> [Assignment]: Copy each line of the entries that contains the word "count".

> [Saved data entries]:
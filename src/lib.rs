pub mod cache;
pub mod config;
pub mod controller;
pub mod error;
pub mod filter;
pub mod overlay;
pub mod page;
pub mod render;
pub mod source;
pub mod types;

// --- Library API for embedding ---

/// Convenience re-exports for embedders.
pub mod prelude {
    pub use crate::cache::RecordCache;
    pub use crate::config::GalleryConfig;
    pub use crate::controller::{Controller, Event, FetchState, Key};
    pub use crate::error::{FetchError, FilterError};
    pub use crate::filter::{filter, DateRange};
    pub use crate::overlay::{Dismiss, Overlay, OverlayView};
    pub use crate::page::{Card, Grid, Page, Placeholder};
    pub use crate::render::render;
    pub use crate::source::{parse_payload, HttpSource, RecordSource};
    pub use crate::types::{MediaType, Record};
}

use crate::config::GalleryConfig;
use crate::controller::Controller;
use crate::error::FetchError;
use crate::source::HttpSource;

/// Controller wired to the configured HTTP feed.
pub fn http_gallery(config: &GalleryConfig) -> Result<Controller<HttpSource>, FetchError> {
    let source = HttpSource::new(config.feed_url.clone(), config.request_timeout)?;
    Ok(Controller::new(source, config))
}
//! View model of the gallery page.
//!
//! The page holds one value per UI handle (fetch trigger, busy indicator,
//! grid, overlay, date inputs). Controllers mutate it; presenters draw it.

use std::fmt;

use crate::overlay::Overlay;
use crate::types::Record;

#[derive(Debug, Clone, PartialEq, Eq)]
pub struct FetchTrigger {
    pub label: String,
    pub enabled: bool,
}

/// Message shown in place of cards.
#[derive(Debug, Clone, PartialEq, Eq)]
pub enum Placeholder {
    Loading,
    NoImages,
    NoMatch,
    InvalidRange(String),
    Error(String),
}

impl Placeholder {
    pub fn message(&self) -> String {
        match self {
            Placeholder::Loading => "Loading images...".to_string(),
            Placeholder::NoImages => "No images to display.".to_string(),
            Placeholder::NoMatch => "No images match the selected dates.".to_string(),
            Placeholder::InvalidRange(e) => format!("Invalid date range: {e}"),
            Placeholder::Error(e) => format!("Failed to load images: {e}"),
        }
    }
}

#[derive(Debug, Clone, PartialEq, Eq)]
pub struct Card {
    pub image_src: String,
    pub alt: String,
    pub caption: String,
    pub record: Record,
}

#[derive(Debug, Clone, PartialEq, Eq, Default)]
pub enum Grid {
    #[default]
    Empty,
    Cards(Vec<Card>),
    Placeholder(Placeholder),
}

impl Grid {
    pub fn cards(&self) -> &[Card] {
        match self {
            Grid::Cards(cards) => cards,
            _ => &[],
        }
    }

    pub fn card(&self, index: usize) -> Option<&Card> { self.cards().get(index) }

    pub fn placeholder(&self) -> Option<&Placeholder> {
        match self {
            Grid::Placeholder(p) => Some(p),
            _ => None,
        }
    }
}

/// Last submitted values of the start/end date inputs.
#[derive(Debug, Clone, Default, PartialEq, Eq)]
pub struct DateInputs {
    pub start: Option<String>,
    pub end: Option<String>,
}

#[derive(Debug, Clone, PartialEq, Eq)]
pub struct Page {
    pub trigger: FetchTrigger,
    pub busy: bool,
    pub grid: Grid,
    pub overlay: Overlay,
    pub inputs: DateInputs,
}

impl Page {
    pub fn new(trigger_label: impl Into<String>) -> Self {
        Self {
            trigger: FetchTrigger { label: trigger_label.into(), enabled: true },
            busy: false,
            grid: Grid::default(),
            overlay: Overlay::default(),
            inputs: DateInputs::default(),
        }
    }
}

impl fmt::Display for Page {
    fn fmt(&self, f: &mut fmt::Formatter<'_>) -> fmt::Result {
        let state = if self.trigger.enabled { "" } else { " (disabled)" };
        write!(f, "[{}]{}", self.trigger.label, state)?;
        if self.busy {
            write!(f, "  ...")?;
        }
        writeln!(f)?;
        match &self.grid {
            Grid::Empty => {}
            Grid::Placeholder(p) => writeln!(f, "  {}", p.message())?,
            Grid::Cards(cards) => {
                for (i, card) in cards.iter().enumerate() {
                    writeln!(f, "  {:>3}. {}  <{}>", i, card.caption, card.image_src)?;
                }
            }
        }
        if let Some(view) = self.overlay.view() {
            writeln!(f, "+-- {} ({})", view.title, view.date)?;
            writeln!(f, "|   {}", view.image_src)?;
            if let Some(credit) = &view.copyright {
                writeln!(f, "|   (c) {credit}")?;
            }
            for line in view.explanation.lines() {
                writeln!(f, "|   {line}")?;
            }
            writeln!(f, "+-- close | backdrop | key escape")?;
        }
        Ok(())
    }
}
use chrono::NaiveDate;

use crate::error::FilterError;
use crate::types::{Record, DATE_FORMAT};

/// Optional inclusive date bounds. Both bounds present implies `start <= end`.
#[derive(Debug, Clone, Copy, Default, PartialEq, Eq)]
pub struct DateRange {
    start: Option<NaiveDate>,
    end: Option<NaiveDate>,
}

impl DateRange {
    /// Build a range; reversed bounds are swapped.
    pub fn new(start: Option<NaiveDate>, end: Option<NaiveDate>) -> Self {
        match (start, end) {
            (Some(s), Some(e)) if s > e => Self { start: Some(e), end: Some(s) },
            _ => Self { start, end },
        }
    }

    /// Parse the raw text of the start/end inputs. Blank input means no bound.
    pub fn parse(start: Option<&str>, end: Option<&str>) -> Result<Self, FilterError> {
        Ok(Self::new(parse_bound(start)?, parse_bound(end)?))
    }

    pub fn start(&self) -> Option<NaiveDate> { self.start }
    pub fn end(&self) -> Option<NaiveDate> { self.end }

    pub fn is_unbounded(&self) -> bool {
        self.start.is_none() && self.end.is_none()
    }

    pub fn contains(&self, date: NaiveDate) -> bool {
        self.start.map_or(true, |s| s <= date) && self.end.map_or(true, |e| date <= e)
    }

    fn admits(&self, record: &Record) -> bool {
        if self.is_unbounded() {
            return true;
        }
        record.date_value().is_some_and(|d| self.contains(d))
    }
}

fn parse_bound(raw: Option<&str>) -> Result<Option<NaiveDate>, FilterError> {
    match raw.map(str::trim).filter(|s| !s.is_empty()) {
        None => Ok(None),
        Some(s) => NaiveDate::parse_from_str(s, DATE_FORMAT)
            .map(Some)
            .map_err(|_| FilterError::InvalidDate(s.to_string())),
    }
}

/// Image records inside `range`, in input order. Never fails; may be empty.
pub fn filter(records: &[Record], range: DateRange) -> Vec<Record> {
    records
        .iter()
        .filter(|r| r.is_image() && range.admits(r))
        .cloned()
        .collect()
}
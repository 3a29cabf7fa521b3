use std::path::PathBuf;

use anyhow::{anyhow, bail, Result};
use clap::{Parser, Subcommand};

use apod_gallery::controller::{Event, Key};

/// Terminal front end for the APOD gallery
#[derive(Parser)]
#[command(name = "apod-gallery")]
#[command(about = "Fetch, filter and inspect astronomy pictures of the day", long_about = None)]
pub struct Cli {
    /// Feed URL (overrides config file and APOD_GALLERY_FEED_URL)
    #[arg(long, global = true, value_name = "URL")]
    pub feed_url: Option<String>,

    /// Config file (defaults to the platform config dir)
    #[arg(long, global = true, value_name = "PATH")]
    pub config: Option<PathBuf>,

    /// Minimum time the loading state stays visible
    #[arg(long, global = true, value_name = "MS")]
    pub min_loading_ms: Option<u64>,

    #[command(subcommand)]
    pub command: Commands,
}

#[derive(Subcommand)]
pub enum Commands {
    /// Fetch once and print the gallery
    Show {
        /// First date to include (YYYY-MM-DD)
        #[arg(long)]
        start: Option<String>,
        /// Last date to include (YYYY-MM-DD)
        #[arg(long)]
        end: Option<String>,
    },
    /// Read commands from stdin and print the page after each one
    Interactive,
}

/// One line typed in interactive mode.
#[derive(Debug, PartialEq, Eq)]
pub enum Line {
    Event(Event),
    Help,
    Quit,
    Blank,
}

pub const HELP: &str = "commands: fetch | filter [START] [END] | open N | close | backdrop | key NAME | help | quit";

pub fn parse_line(line: &str) -> Result<Line> {
    let mut words = line.split_whitespace();
    let Some(cmd) = words.next() else { return Ok(Line::Blank) };
    let rest: Vec<&str> = words.collect();
    let line = match (cmd.to_ascii_lowercase().as_str(), rest.as_slice()) {
        ("fetch", []) => Line::Event(Event::FetchClicked),
        ("filter", args) if args.len() <= 2 => Line::Event(Event::FilterClicked {
            start: args.first().map(|s| s.to_string()).filter(|s| s != "-"),
            end: args.get(1).map(|s| s.to_string()).filter(|s| s != "-"),
        }),
        ("open", [n]) => {
            let index = n.parse().map_err(|_| anyhow!("card number expected, got `{n}`"))?;
            Line::Event(Event::CardClicked(index))
        }
        ("close", []) => Line::Event(Event::CloseClicked),
        ("backdrop", []) => Line::Event(Event::BackdropClicked),
        ("key", [name]) => Line::Event(Event::KeyPressed(Key::from_name(name))),
        ("help" | "?", _) => Line::Help,
        ("quit" | "exit", []) => Line::Quit,
        _ => bail!("unrecognized command `{}` ({HELP})", line.trim()),
    };
    Ok(line)
}

#[cfg(test)]
mod tests {
    use super::*;

    #[test]
    fn parses_events() {
        assert_eq!(parse_line("fetch").unwrap(), Line::Event(Event::FetchClicked));
        assert_eq!(parse_line("  open 3 ").unwrap(), Line::Event(Event::CardClicked(3)));
        assert_eq!(parse_line("key Escape").unwrap(), Line::Event(Event::KeyPressed(Key::Escape)));
        assert_eq!(
            parse_line("filter - 2024-01-10").unwrap(),
            Line::Event(Event::FilterClicked { start: None, end: Some("2024-01-10".into()) })
        );
        assert_eq!(
            parse_line("filter").unwrap(),
            Line::Event(Event::FilterClicked { start: None, end: None })
        );
        assert_eq!(parse_line("").unwrap(), Line::Blank);
        assert_eq!(parse_line("quit").unwrap(), Line::Quit);
    }

    #[test]
    fn rejects_malformed_lines() {
        assert!(parse_line("open x").is_err());
        assert!(parse_line("fetch now").is_err());
        assert!(parse_line("dance").is_err());
    }

    #[test]
    fn cli_parses_global_flags() {
        let cli = Cli::try_parse_from(["apod-gallery", "show", "--start", "2024-01-01", "--min-loading-ms", "0"]).unwrap();
        assert_eq!(cli.min_loading_ms, Some(0));
        assert!(matches!(cli.command, Commands::Show { start: Some(_), end: None }));
    }
}
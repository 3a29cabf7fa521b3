//! Event dispatch for the gallery page.
//!
//! Two independent toggles live here: fetch-busy (idle/loading) and
//! overlay-visible (closed/open). Every UI trigger arrives as an [`Event`].

use std::time::Duration;

use tracing::{debug, error, info};

use crate::cache::RecordCache;
use crate::config::GalleryConfig;
use crate::error::{FetchError, FilterError};
use crate::filter::{filter, DateRange};
use crate::overlay::Dismiss;
use crate::page::{DateInputs, Page, Placeholder};
use crate::render::{render, show_placeholder};
use crate::source::RecordSource;
use crate::types::Record;

#[derive(Debug, Clone, PartialEq, Eq)]
pub enum Key {
    Escape,
    Other(String),
}

impl Key {
    pub fn from_name(name: &str) -> Self {
        match name.to_ascii_lowercase().as_str() {
            "escape" | "esc" => Key::Escape,
            _ => Key::Other(name.to_string()),
        }
    }
}

#[derive(Debug, Clone, PartialEq, Eq)]
pub enum Event {
    FetchClicked,
    FilterClicked { start: Option<String>, end: Option<String> },
    CardClicked(usize),
    CloseClicked,
    BackdropClicked,
    KeyPressed(Key),
}

#[derive(Debug, Clone, Copy, PartialEq, Eq)]
pub enum FetchState {
    Idle,
    Loading,
}

pub struct Controller<S> {
    source: S,
    cache: RecordCache,
    page: Page,
    range: DateRange,
    fetch_state: FetchState,
    min_loading: Duration,
    trigger_label: String,
    loading_label: String,
}

impl<S: RecordSource> Controller<S> {
    pub fn new(source: S, config: &GalleryConfig) -> Self {
        Self {
            source,
            cache: RecordCache::new(),
            page: Page::new(config.trigger_label.clone()),
            range: DateRange::default(),
            fetch_state: FetchState::Idle,
            min_loading: config.min_loading,
            trigger_label: config.trigger_label.clone(),
            loading_label: config.loading_label.clone(),
        }
    }

    pub fn page(&self) -> &Page { &self.page }
    pub fn cache(&self) -> &RecordCache { &self.cache }
    pub fn fetch_state(&self) -> FetchState { self.fetch_state }
    pub fn range(&self) -> DateRange { self.range }

    pub async fn dispatch(&mut self, event: Event) {
        debug!(?event, "dispatch");
        match event {
            Event::FetchClicked => self.fetch().await,
            Event::FilterClicked { start, end } => self.apply_filter(start, end),
            Event::CardClicked(index) => self.open_card(index),
            Event::CloseClicked => { self.page.overlay.dismiss(Dismiss::CloseButton); }
            Event::BackdropClicked => { self.page.overlay.dismiss(Dismiss::Backdrop); }
            Event::KeyPressed(Key::Escape) => { self.page.overlay.dismiss(Dismiss::Escape); }
            Event::KeyPressed(Key::Other(_)) => {}
        }
    }

    /// Fetch and render, keeping the loading state visible for at least the
    /// configured minimum. Ignored while a fetch is already running.
    pub async fn fetch(&mut self) {
        if !self.begin_fetch() {
            return;
        }
        let (result, ()) = tokio::join!(self.source.fetch_records(), tokio::time::sleep(self.min_loading));
        self.complete_fetch(result);
    }

    /// Enter the loading state. Returns `false` if a fetch is in flight or
    /// the trigger is disabled.
    pub fn begin_fetch(&mut self) -> bool {
        if self.fetch_state == FetchState::Loading || !self.page.trigger.enabled {
            debug!("fetch trigger ignored while loading");
            return false;
        }
        info!("fetch started");
        self.fetch_state = FetchState::Loading;
        self.page.trigger.enabled = false;
        self.page.trigger.label = self.loading_label.clone();
        self.page.busy = true;
        show_placeholder(&mut self.page.grid, Placeholder::Loading);
        true
    }

    /// Leave the loading state. The trigger is restored on every outcome.
    pub fn complete_fetch(&mut self, result: Result<Vec<Record>, FetchError>) {
        match result {
            Ok(records) => {
                info!(count = records.len(), "fetch finished");
                self.cache.replace(records);
                self.show_cached();
            }
            Err(e) => {
                error!(error = %e, "fetch failed");
                show_placeholder(&mut self.page.grid, Placeholder::Error(e.to_string()));
            }
        }
        self.fetch_state = FetchState::Idle;
        self.page.trigger.enabled = true;
        self.page.trigger.label = self.trigger_label.clone();
        self.page.busy = false;
    }

    /// Inputs are kept only when they parse, so they always describe the
    /// range in effect.
    pub fn apply_filter(&mut self, start: Option<String>, end: Option<String>) {
        match DateRange::parse(start.as_deref(), end.as_deref()) {
            Ok(range) => {
                self.range = range;
                self.page.inputs = DateInputs { start, end };
                self.show_cached();
            }
            Err(e) => {
                debug!(error = %e, "rejected date range");
                show_placeholder(&mut self.page.grid, Placeholder::InvalidRange(e.to_string()));
            }
        }
    }

    /// Validate the bounds, then fetch with them applied. A malformed date
    /// fails before any request is made.
    pub async fn fetch_filtered(&mut self, start: Option<String>, end: Option<String>) -> Result<(), FilterError> {
        let range = DateRange::parse(start.as_deref(), end.as_deref())?;
        self.range = range;
        self.page.inputs = DateInputs { start, end };
        self.fetch().await;
        Ok(())
    }

    pub fn open_card(&mut self, index: usize) {
        match self.page.grid.card(index) {
            Some(card) => {
                let record = card.record.clone();
                self.page.overlay.open(&record);
            }
            None => debug!(index, "click on missing card ignored"),
        }
    }

    fn show_cached(&mut self) {
        if !self.cache.is_loaded() {
            show_placeholder(&mut self.page.grid, Placeholder::NoImages);
            return;
        }
        let matching = filter(self.cache.records(), self.range);
        if matching.is_empty() && !self.range.is_unbounded() {
            show_placeholder(&mut self.page.grid, Placeholder::NoMatch);
        } else {
            render(&mut self.page.grid, &matching);
        }
    }
}
use std::time::Duration;

use async_trait::async_trait;
use serde_json::Value;
use tracing::{debug, info};
use url::Url;

use crate::error::FetchError;
use crate::types::Record;

/// Anything that can produce the current record sequence.
#[async_trait]
pub trait RecordSource: Send + Sync {
    async fn fetch_records(&self) -> Result<Vec<Record>, FetchError>;
}

/// Fetches the feed with a single HTTP GET per call. No retries.
pub struct HttpSource {
    url: Url,
    client: reqwest::Client,
}

impl HttpSource {
    pub fn new(url: Url, timeout: Duration) -> Result<Self, FetchError> {
        let client = reqwest::Client::builder().timeout(timeout).build()?;
        Ok(Self { url, client })
    }

    pub fn url(&self) -> &Url { &self.url }
}

#[async_trait]
impl RecordSource for HttpSource {
    async fn fetch_records(&self) -> Result<Vec<Record>, FetchError> {
        debug!(url = %self.url, "fetching feed");
        let response = self.client.get(self.url.clone()).send().await?;
        let status = response.status();
        if !status.is_success() {
            return Err(FetchError::Network(format!("HTTP {status} from {}", self.url)));
        }
        let body = response.text().await?;
        let records = parse_payload(&body)?;
        info!(url = %self.url, count = records.len(), "feed loaded");
        Ok(records)
    }
}

/// Normalize a feed body into records.
///
/// Accepts a JSON array of records or a JSON object whose values are records;
/// object values are taken in document order.
pub fn parse_payload(body: &str) -> Result<Vec<Record>, FetchError> {
    let value: Value = serde_json::from_str(body)?;
    let items: Vec<Value> = match value {
        Value::Array(items) => items,
        Value::Object(map) => map.into_iter().map(|(_, v)| v).collect(),
        other => {
            return Err(FetchError::Parse(format!(
                "expected an array or object of records, got {}",
                json_kind(&other)
            )))
        }
    };
    items
        .into_iter()
        .enumerate()
        .map(|(i, v)| {
            serde_json::from_value::<Record>(v)
                .map_err(|e| FetchError::Parse(format!("record {i}: {e}")))
        })
        .collect()
}

fn json_kind(v: &Value) -> &'static str {
    match v {
        Value::Null => "null",
        Value::Bool(_) => "a boolean",
        Value::Number(_) => "a number",
        Value::String(_) => "a string",
        Value::Array(_) => "an array",
        Value::Object(_) => "an object",
    }
}
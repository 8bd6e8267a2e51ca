//! Analysis of unpacked source trees on disk.

use std::fs;
use std::path::Path;

use apitrail_core::{
    Analyzer, AnalyzerConfig, ApiKind, ChangeType, DirectoryTree, StaticProvider, VersionInfo,
};
use tempfile::TempDir;

fn write(root: &Path, path: &str, contents: &str) {
    let path = root.join(path);
    if let Some(parent) = path.parent() {
        fs::create_dir_all(parent).unwrap();
    }
    fs::write(path, contents).unwrap();
}

fn create_version(files: &[(&str, &str)]) -> TempDir {
    let dir = TempDir::new().unwrap();
    for (path, contents) in files {
        write(dir.path(), path, contents);
    }
    dir
}

#[test]
fn test_directory_versions_end_to_end() {
    let v1 = create_version(&[
        ("src/mylib/__init__.py", "VERSION = \"1.0\"\n"),
        (
            "src/mylib/client.py",
            "class Client:\n    \"\"\"HTTP client.\"\"\"\n\n    def get(self, url):\n        pass\n\n    def _retry(self):\n        pass\n",
        ),
        ("src/mylib/vendor/six.py", "def moves():\n    pass\n"),
        ("tests/test_client.py", "def test_get():\n    pass\n"),
    ]);
    let v2 = create_version(&[
        ("src/mylib/__init__.py", "VERSION = \"2.0\"\n"),
        (
            "src/mylib/client.py",
            "import warnings\n\nclass Client:\n    \"\"\"HTTP client.\"\"\"\n\n    def get(self, url, timeout=None):\n        pass\n\n    @deprecated(\"use get\")\n    def fetch(self, url):\n        pass\n",
        ),
        ("src/mylib/broken.py", "def oops(:\n"),
    ]);

    let config = AnalyzerConfig::from_toml(
        "[extract]\ninclude_private = false\nexclude = [\"vendor\"]\n",
    )
    .unwrap();

    let provider = StaticProvider::new()
        .with_version(
            "mylib",
            VersionInfo::new("1.0", Some("2024-01-01")),
            DirectoryTree::new(v1.path()).with_name("mylib"),
        )
        .with_version(
            "mylib",
            VersionInfo::new("2.0", Some("2024-02-01 09:30:00")),
            DirectoryTree::new(v2.path()).with_name("mylib"),
        );

    let result = Analyzer::from_config(provider, &config)
        .analyze_package("mylib", None, None, None)
        .unwrap();

    let v1_names: Vec<String> = result
        .version_apis("1.0")
        .iter()
        .map(|e| e.full_name())
        .collect();
    assert_eq!(
        v1_names,
        vec!["mylib.VERSION", "mylib.client.Client", "mylib.client.Client.get"]
    );

    assert_eq!(
        result.metadata.diagnostics["2.0"][0].path,
        "src/mylib/broken.py"
    );
    assert!(!result.metadata.settings.include_private);

    let changes: Vec<(ChangeType, String)> = result
        .changes
        .iter()
        .map(|c| (c.change_type(), c.api_name()))
        .collect();
    assert_eq!(
        changes,
        vec![
            (ChangeType::Added, "mylib.client.Client.fetch".to_string()),
            (ChangeType::Modified, "mylib.client.Client.get".to_string()),
        ]
    );

    let fetch = result
        .version_apis("2.0")
        .iter()
        .find(|e| e.name() == "fetch")
        .unwrap();
    assert_eq!(fetch.kind(), ApiKind::Method);
    assert!(fetch.is_deprecated());
    assert!(result.versions[1].release_date().is_some());
}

> [Solution to the exercise]:
                info!(count = records.len(), "fetch finished");
        info!(url = %self.url, count = records.len(), "feed loaded");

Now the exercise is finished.